Let's have a look at the many ways you can use DataRobot to get actionable insights, starting with the Profit Curve and Payoff Matrix (select the recommended model from the Leaderboard, and navigate to Evaluate > Profit Curve tab). As mentioned in Gut Check the Recommended Model, you can set the dollar amounts associated with a good or bad prediction. In this example, an accurately predicted on-time delivery saves $1, as does an accurately predicted late delivery. Incorrect predictions about whether the deliveries will be late or not cost $1.

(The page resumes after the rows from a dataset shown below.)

// App orchestrator: applies user commands to the session and pushes the
// resulting views to the TUI.
//
// Provider calls for one command run to completion before the next command
// is read, so views are never computed from a half-loaded player.

use tokio::sync::mpsc;
use tracing::{info, warn};

use crate::protocol::{UiUpdate, UserCommand};
use crate::session::Session;

/// Run the command loop until `Quit` arrives or the TUI hangs up.
pub async fn run(
    mut cmd_rx: mpsc::Receiver<UserCommand>,
    ui_tx: mpsc::Sender<UiUpdate>,
    mut session: Session,
) -> anyhow::Result<()> {
    info!("Application event loop started");

    let _ = ui_tx
        .send(UiUpdate::Ready {
            category: session.category(),
            thresholds: session.thresholds().to_vec(),
        })
        .await;

    loop {
        match cmd_rx.recv().await {
            Some(UserCommand::Quit) => {
                info!("Quit command received, shutting down");
                break;
            }
            Some(cmd) => {
                handle_user_command(&mut session, cmd, &ui_tx).await;
            }
            None => {
                info!("Command channel closed, shutting down");
                break;
            }
        }
    }

    Ok(())
}

/// Push the current analysis, if a player is loaded.
async fn send_analysis(session: &Session, ui_tx: &mpsc::Sender<UiUpdate>) {
    if let Some(view) = session.analysis() {
        let _ = ui_tx.send(UiUpdate::Analysis(Box::new(view))).await;
    }
}

async fn send_error(ui_tx: &mpsc::Sender<UiUpdate>, err: anyhow::Error) {
    warn!("{:#}", err);
    let _ = ui_tx.send(UiUpdate::Error(format!("Error: {err:#}"))).await;
}

/// Handle a single user command from the TUI.
async fn handle_user_command(
    session: &mut Session,
    cmd: UserCommand,
    ui_tx: &mpsc::Sender<UiUpdate>,
) {
    match cmd {
        UserCommand::LoadPlayer(name) => {
            let name = name.trim().to_string();
            if name.is_empty() {
                return;
            }
            let _ = ui_tx.send(UiUpdate::Busy(format!("Loading {name}..."))).await;
            match session.load_player(&name).await {
                Ok(true) => {
                    if let Some(card) = session.player_card() {
                        let _ = ui_tx
                            .send(UiUpdate::PlayerLoaded(Box::new(card.clone())))
                            .await;
                    }
                    send_analysis(session, ui_tx).await;
                    let loaded = session.events().len();
                    let _ = ui_tx
                        .send(UiUpdate::Notice(format!(
                            "Loaded {loaded} plate appearances for {name}"
                        )))
                        .await;
                }
                Ok(false) => {
                    let _ = ui_tx
                        .send(UiUpdate::NoData(format!("No player found for '{name}'")))
                        .await;
                }
                Err(e) => send_error(ui_tx, e).await,
            }
        }
        UserCommand::SetOpponent(opponent) => {
            session.set_opponent(&opponent);
            info!("Opponent filter set to '{}'", session.opponent());
            send_analysis(session, ui_tx).await;
        }
        UserCommand::SetThresholds(text) => {
            session.set_thresholds(&text);
            info!("Thresholds set to {:?}", session.thresholds());
            send_analysis(session, ui_tx).await;
        }
        UserCommand::SetCategory(category) => {
            session.set_category(category);
            send_analysis(session, ui_tx).await;
        }
        UserCommand::LoadSeason => {
            let _ = ui_tx
                .send(UiUpdate::Busy("Loading season stats...".to_string()))
                .await;
            match session.load_season().await {
                Ok(Some(summary)) if !summary.lines.is_empty() => {
                    let _ = ui_tx.send(UiUpdate::Season(Box::new(summary.clone()))).await;
                    let _ = ui_tx
                        .send(UiUpdate::Notice(format!("Season {} loaded", summary.season)))
                        .await;
                }
                Ok(Some(summary)) => {
                    let _ = ui_tx
                        .send(UiUpdate::Notice(format!(
                            "No {} season stats available",
                            summary.season
                        )))
                        .await;
                }
                Ok(None) => {
                    let _ = ui_tx
                        .send(UiUpdate::Notice("Load a player first".to_string()))
                        .await;
                }
                Err(e) => send_error(ui_tx, e).await,
            }
        }
        UserCommand::LoadCareer => {
            let _ = ui_tx
                .send(UiUpdate::Busy("Loading career stats...".to_string()))
                .await;
            match session.load_career().await {
                Ok(Some([])) => {
                    let _ = ui_tx
                        .send(UiUpdate::Notice("No career data available.".to_string()))
                        .await;
                }
                Ok(Some(lines)) => {
                    let count = lines.len();
                    let _ = ui_tx.send(UiUpdate::Career(lines.to_vec())).await;
                    let _ = ui_tx
                        .send(UiUpdate::Notice(format!("Loaded {count} career seasons")))
                        .await;
                }
                Ok(None) => {
                    let _ = ui_tx
                        .send(UiUpdate::Notice("Load a player first".to_string()))
                        .await;
                }
                Err(e) => send_error(ui_tx, e).await,
            }
        }
        UserCommand::Quit => {
            // Handled in the main loop
        }
    }
}
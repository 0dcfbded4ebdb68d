// Player identity and biographical details.

use chrono::{Datelike, NaiveDate};
use serde::{Deserialize, Serialize};
use std::fmt;

/// MLBAM person id, shared by the Statcast search and the Stats API.
#[derive(Debug, Clone, Copy, PartialEq, Eq, Hash, PartialOrd, Ord, Serialize, Deserialize)]
pub struct PlayerId(pub u32);

impl fmt::Display for PlayerId {
    fn fmt(&self, f: &mut fmt::Formatter<'_>) -> fmt::Result {
        write!(f, "{}", self.0)
    }
}

/// A player matched by name lookup.
#[derive(Debug, Clone, PartialEq, Eq, Serialize)]
pub struct PlayerMatch {
    pub id: PlayerId,
    pub full_name: String,
}

/// Biographical details for the bio panel. Optional fields render as "N/A".
#[derive(Debug, Clone, PartialEq, Eq, Default, Serialize)]
pub struct PlayerBio {
    pub full_name: String,
    pub birth_date: Option<NaiveDate>,
    pub height: Option<String>,
    pub weight: Option<u32>,
    pub position: Option<String>,
    pub debut: Option<NaiveDate>,
    pub team: Option<String>,
    pub bat_side: Option<String>,
    pub pitch_hand: Option<String>,
}

const NOT_AVAILABLE: &str = "N/A";

impl PlayerBio {
    /// Age as the difference of calendar years, matching how the dashboard
    /// has always shown it.
    pub fn age_on(&self, today: NaiveDate) -> Option<i32> {
        self.birth_date.map(|b| today.year() - b.year())
    }

    /// "Bats/Throws", e.g. "Left/Right". Missing halves are left blank.
    pub fn bat_throw(&self) -> String {
        format!(
            "{}/{}",
            self.bat_side.as_deref().unwrap_or(""),
            self.pitch_hand.as_deref().unwrap_or("")
        )
    }

    /// Attribute/value rows in display order.
    pub fn attribute_rows(&self, today: NaiveDate) -> Vec<(&'static str, String)> {
        fn or_na(value: Option<String>) -> String {
            value.unwrap_or_else(|| NOT_AVAILABLE.to_string())
        }

        vec![
            ("Full Name", self.full_name.clone()),
            (
                "Birthday",
                or_na(self.birth_date.map(|d| d.format("%B %d, %Y").to_string())),
            ),
            ("Age", or_na(self.age_on(today).map(|a| a.to_string()))),
            ("Height", or_na(self.height.clone())),
            ("Weight", or_na(self.weight.map(|w| w.to_string()))),
            ("Position", or_na(self.position.clone())),
            (
                "Debut",
                or_na(self.debut.map(|d| d.format("%Y-%m-%d").to_string())),
            ),
            ("Team", or_na(self.team.clone())),
            ("Bat/Throw", self.bat_throw()),
        ]
    }
}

Here, you can see with a probability threshold of 50%, the total profit associated with this model is $1,600. You can change the probability to .2, for example, and see how the profit changes. These displays give you and your stakeholders the opportunity to decide your risk tolerance for making a wrong prediction, and provide greater certainty about the costs associated with these predictions.
The meaning of “true negative” and the like can take some mind bending, so if you hover over the labels in the boxes, DataRobot will interpret the labels for you:
Let's have a look at a word cloud for the model (from the Models tab, select Insights > Word Cloud tab).
You see that the auto-populated model for the word cloud is an algorithm that processes text and is part of the blueprint for our "recommended model." If you click the dropdown, you can toggle between word clouds for the two text features (columns) in the dataset, Molecule/Test Type and Item Description.
In blue you see what’s more likely to be on time and in red you see what’s not. Take your time reviewing the word cloud to ensure you understand what it's telling you. For example, here we see the word determine, which turns out to be the brand name of an HIV test as well as the name of two HIV treatment drugs. You can hover over the word and see how many times it appears in the dataset.
So, as with the other insight features, the word cloud can be used to help isolate opportunities to reduce late deliveries. Perhaps, for example, you would consider switching to another distributor of the drugs whose deliveries are usually on time.
Now let's check out hotspots for this model (from Models tab, select Insights > Hotspots tab), which provide a simple list of possible rules that you can apply to reduce late shipments. (Note that the Model dropdown is populated automatically because it contains the algorithm that creates the “rules” identified in the Rule table below the Hotspot display.)
When you hover over the spot shown in the below image, you see that shipments by truck of line item quantities, or packs, of supplies greater than 1,689 are more likely to be late.
Perhaps for shipments of this size, you may consider a different delivery method.